Currently, the patient suffered a fracture. The pathology report diagnosis was "plasmacytoma." The discharge summary states, "multiple myeloma advanced with multiple lytic lesions".
Does this scenario represent a single primary dating back to the original diagnosis? Or does the diagnosis of plasmacytoma on the recent biopsy indicate a new primary because it was originally diagnosed as acute and reverts to a chronic neoplasm after treatment more than 21 days later? |
For cases diagnosed 2010 and forward, access the Hematopoietic Database at http://seer.cancer.gov/seertools/hemelymph.
Per the Abstractor Notes section, this case represents a single primary. Histology is coded to 9732/2 [multiple myeloma], which is now advanced.
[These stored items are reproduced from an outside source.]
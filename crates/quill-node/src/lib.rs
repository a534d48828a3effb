//! The quill node: publishes ledger payloads to the broadcast contracts and
//! indexes the events they emit.

pub mod config;
mod node;

pub use config::Config;
pub use node::{
    Node,
    ShutdownHandle,
};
Review the Abstractor Notes section in the Heme DB for multiple myeloma. It states that in multiple myeloma there is generalize bone marrow involvement. It further states that lytic bone lesions and bone tumor masses of plasma cells (plasmacytomas) are signs of advanced disease. According to the Discharge Summary, this patient had multiple lytic lesions and plasmacytoma which indicates advanced disease.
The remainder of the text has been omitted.